I bought an active bee colony last September from some lovely people who were moving out of the country. I always thought about getting into bees, but I knew there was a lot I needed to know before I did. When the opportunity presented itself via a Facebook ad I weighed my pros and cons, decided fall was as safe a time to start as any, and jumped in feet first.
Over the winter the I did a lot of reading, watched a ton of Youtube videos, and signed up for the online provincial beekeeping course. By the time spring hit I was as prepared as I ever would be to take a look inside that hive. That doesn’t mean I wasn’t terrified; I w as just prepared and terrified all at once.
There were a few things I did take away from the online beekeeping course, and they would be really helpful for beginner beekeepers who are cracking the lid of that hive for the first time. These are just simple ways to get your feet wet when you’re a beginner beekeeper.
Reverse your two brood boxes
According to honeybeesuite, an amazing online resource, and my instructor for the beginner beekeepers course, rotating your two main brood boxes might be a good idea. I say might because my instructor online said yes, and honeybeesuite said she no longer does it.
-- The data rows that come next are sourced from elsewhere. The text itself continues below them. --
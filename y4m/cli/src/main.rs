use std::path::PathBuf;

use anyhow::Context;
use clap::Parser;
use tokio::signal;
use tokio::time::Instant;
use tracing_subscriber::EnvFilter;
use y4m_source::{MissedTicks, PacedSource, SourceConfig, SourceItem, StreamSignal, Y4mReader};

#[derive(Parser, Debug)]
#[command(name = "y4mplay")]
#[command(about = "Play a .y4m file as a paced live frame source")]
struct Args {
    /// Path to a YUV4MPEG2 file
    path: PathBuf,

    /// Pace at this frame rate instead of the one in the header
    #[arg(long)]
    fps: Option<u32>,

    /// Stop after this many frames
    #[arg(short = 'n', long)]
    max_frames: Option<u64>,

    /// Deliver missed frames back to back instead of skipping ahead
    #[arg(long)]
    burst: bool,
}

impl Args {
    fn source_config(&self) -> SourceConfig {
        let mut config = SourceConfig::new();
        if let Some(fps) = self.fps {
            config = config.with_frame_rate(fps);
        }
        if self.burst {
            config = config.with_missed_ticks(MissedTicks::Burst);
        }
        config
    }
}

#[tokio::main]
async fn main() -> anyhow::Result<()> {
    tracing_subscriber::fmt()
        .with_env_filter(EnvFilter::try_from_default_env().unwrap_or_else(|_| "info".into()))
        .init();

    let args = Args::parse();

    let reader = Y4mReader::open(&args.path)
        .with_context(|| format!("failed to open {}", args.path.display()))?;
    let mut source = PacedSource::with_config(reader, args.source_config())?;
    source.open()?;

    let props = source.properties();
    tracing::info!(
        path = %args.path.display(),
        width = props.width,
        height = props.height,
        frame_rate = props.frame_rate,
        format = ?props.pixel_format,
        "playing"
    );

    // Ctrl+C closes the source; the pending pull returns Cancelled
    let handle = source.close_handle();
    tokio::spawn(async move {
        if signal::ctrl_c().await.is_ok() {
            handle.close();
        }
    });

    let start = Instant::now();
    let mut frames = 0u64;
    let stop = loop {
        if args.max_frames.is_some_and(|max| frames >= max) {
            break None;
        }
        match source.next_frame().await {
            Ok(SourceItem::Frame(frame)) => {
                frames += 1;
                tracing::debug!(
                    index = frame.index(),
                    luma = frame.y().len(),
                    chroma = frame.cb().len(),
                    "frame"
                );
            }
            Ok(SourceItem::Signal(end)) => break Some(end),
            Err(e) => {
                tracing::warn!(frames, error = %e, "decode failed");
                source.close();
                return Err(e).context("y4m stream ended with an error");
            }
        }
    };
    source.close();

    let elapsed = start.elapsed();
    let fps = if elapsed.is_zero() {
        0.0
    } else {
        frames as f64 / elapsed.as_secs_f64()
    };
    let reason = match stop {
        Some(StreamSignal::EndOfStream) => "end of stream",
        Some(StreamSignal::Cancelled) => "cancelled",
        None => "frame limit",
    };
    tracing::info!(frames, ?elapsed, fps = %format!("{fps:.2}"), reason, "done");

    Ok(())
}
/*!
    Colour space and pixel format types.
*/

use std::fmt;

/**
    Colour space tag declared by a Y4M header (`C` token).

    Only 8-bit planar 4:2:0 is understood. The chroma-siting variants
    (`C420jpeg`, `C420mpeg2`, `C420paldv`) share its memory layout and
    parse to the same value.
*/
#[derive(Clone, Copy, Debug, Default, PartialEq, Eq, Hash)]
#[non_exhaustive]
pub enum ColorFormat {
    /// Planar YUV 4:2:0
    #[default]
    C420,
}

impl ColorFormat {
    /**
        The literal header token for this colour space.
    */
    pub const fn tag(self) -> &'static str {
        match self {
            Self::C420 => "C420",
        }
    }

    /**
        Parse a full `C` header token.

        Returns `None` for any token that is not exactly a supported tag,
        including high bit depth tags such as `C420p10`.
    */
    pub fn from_tag(token: &str) -> Option<Self> {
        match token {
            "C420" | "C420jpeg" | "C420mpeg2" | "C420paldv" => Some(Self::C420),
            _ => None,
        }
    }

    /**
        The in-memory pixel format frames of this colour space decode into.
    */
    pub const fn pixel_format(self) -> PixelFormat {
        match self {
            Self::C420 => PixelFormat::I420,
        }
    }
}

impl fmt::Display for ColorFormat {
    fn fmt(&self, f: &mut fmt::Formatter<'_>) -> fmt::Result {
        f.write_str(self.tag())
    }
}

/**
    Pixel format of decoded frames.
*/
#[derive(Clone, Copy, Debug, PartialEq, Eq, Hash)]
#[non_exhaustive]
pub enum PixelFormat {
    /// Planar YUV 4:2:0, 12bpp: Y, then Cb, then Cr
    I420,
}

impl PixelFormat {
    /**
        Returns the average number of bits per pixel for this format.
    */
    pub const fn bits_per_pixel(self) -> u32 {
        match self {
            Self::I420 => 12,
        }
    }

    /**
        Horizontal and vertical chroma subsampling divisors.
    */
    pub const fn chroma_subsampling(self) -> (u32, u32) {
        match self {
            Self::I420 => (2, 2),
        }
    }
}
One argument for reversing is that it forces the bees into the bottom box. According to Rusty at honeybeesuite, her bees will move down into the bottom box all on their own anyway.
Like everything with beekeeping, you have to take all of the advice thrown at you and make your own call. I reversed my boxes this year, but I might not next year.
Find your Queen
I’ll testify to the fact that this is incredibly difficult. I searched through all of the frames and I didn’t see her. I know she must be there because there was capped and uncapped brood all over the place, but I didn’t actually spot her when I was searching. In my defense I was pretty freaked out by all of the bees flying around, and I did end up getting stung twice.
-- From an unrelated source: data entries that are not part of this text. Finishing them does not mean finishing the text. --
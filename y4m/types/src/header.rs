/*!
    Stream header parameters.
*/

use std::time::Duration;

use crate::{ColorFormat, Error, Result};

/**
    Parameters declared by the header line of a Y4M stream.

    Width and height are zero when the header omitted them. Such a header
    is accepted, but no frame can be decoded from it.
*/
#[derive(Clone, Copy, Debug, Default, PartialEq, Eq, Hash)]
pub struct StreamHeader {
    /// Frame width in pixels.
    pub width: u32,
    /// Frame height in pixels.
    pub height: u32,
    /// Nominal frames per second (numerator of the `F` token).
    pub frame_rate: u32,
    /// Declared colour space.
    pub color: ColorFormat,
}

impl StreamHeader {
    /**
        Check that both dimensions are present and even.
    */
    pub fn validate_dimensions(&self) -> Result<()> {
        if self.width == 0 || self.height == 0 || self.width % 2 != 0 || self.height % 2 != 0 {
            return Err(Error::InvalidDimensions {
                width: self.width,
                height: self.height,
            });
        }
        Ok(())
    }

    /**
        Byte length of the luma plane, or `None` if it does not fit in `usize`.
    */
    pub fn luma_len(&self) -> Option<usize> {
        (self.width as usize).checked_mul(self.height as usize)
    }

    /**
        Byte length of one chroma plane.
    */
    pub fn chroma_len(&self) -> Option<usize> {
        self.luma_len().map(|luma| luma / 4)
    }

    /**
        Byte length of a full frame payload (luma plus both chroma planes).
    */
    pub fn frame_len(&self) -> Option<usize> {
        let luma = self.luma_len()?;
        let chroma = self.chroma_len()?;
        chroma.checked_mul(2)?.checked_add(luma)
    }

    /**
        Delay between two frames at the declared rate.

        Returns `None` when the frame rate is zero.
    */
    pub fn frame_interval(&self) -> Option<Duration> {
        interval_for(self.frame_rate)
    }

    /**
        Presentation time of the frame with the given index.

        Returns `None` when the frame rate is zero.
    */
    pub fn presentation_time(&self, index: u64) -> Option<Duration> {
        if self.frame_rate == 0 {
            return None;
        }
        let nanos = u128::from(index) * 1_000_000_000 / u128::from(self.frame_rate);
        Some(Duration::from_nanos(u64::try_from(nanos).unwrap_or(u64::MAX)))
    }
}

/**
    Delay between two frames at `frame_rate` frames per second.
*/
pub fn interval_for(frame_rate: u32) -> Option<Duration> {
    (frame_rate > 0).then(|| Duration::from_secs(1) / frame_rate)
}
I will be searching for her again the next time the sun comes out. If you get stung, my mom recommends rubbing the sting with a raw onion. I thought she was crazy, but it really does work.
Don’t pull honey
If you left all of your honey in the hive so your bees would have food for the winter, don’t feel as though any leftovers are fair game yet. Early spring is too early to pull honey, especially if your trees and flowers aren’t blooming yet.
Wait until you know there is nectar for your bees and you won’t feel guilty for being a honey robber.
I’m definitely one of the many beginner beekeepers just finding their way this spring, so if you have tips you’d like to share, feel free to share them here.
I kept honeybees as a hobby and a business for many years. Do not bother looking for the queen! Going through all those frames, killing and maiming workers and possibly even the queen is not worth the risk for idle curiosity. Unless there is a real reason for finding the queen such as replacing or whatever. If the brood pattern looks good, you don’t need to bother the colony looking around for the queen.
Great comments, thank you! Bee keeping is something that’s a constant learning process, and I don’t think there’s ever an end to what I can learn about them. I follow Rusty on Honeybeesuite, so that’s where I’ve picked up quite a bit after I finished the course.
I never check for the queen anymore. I limit my interference with the colony as much as I can, only going out there to do small checks, treat for Varroa, and pull honey at set times.
Rusty was the reason I reversed the brood boxes last year. She had tried it too, although I haven’t heard the results. I did a through check for how healthy the frames were before I swapped it, but I don’t think it made a difference anyway.
I lost one colony to wasps at the end of September, so that was really upsetting. I’m setting up several more this spring in the orchard and my first goal is to get wasps under control before they build their population.
Anytime you want to send advice, I’m all ears! There’s so much to learn.
Also, reversing the brood boxes puts a usually very gross bottom box with mouldy pollen and dead bees on top of a hopefully healthy second box. If it is a very strong colony it can work but if less than optimum, it really sets the colony back and can make them prone to chalkbrood, EFB and other afflictions. Putting a nice box of drawn combs on top is excellent however provided the colony is large enough to keep the cluster warm enough with the addition.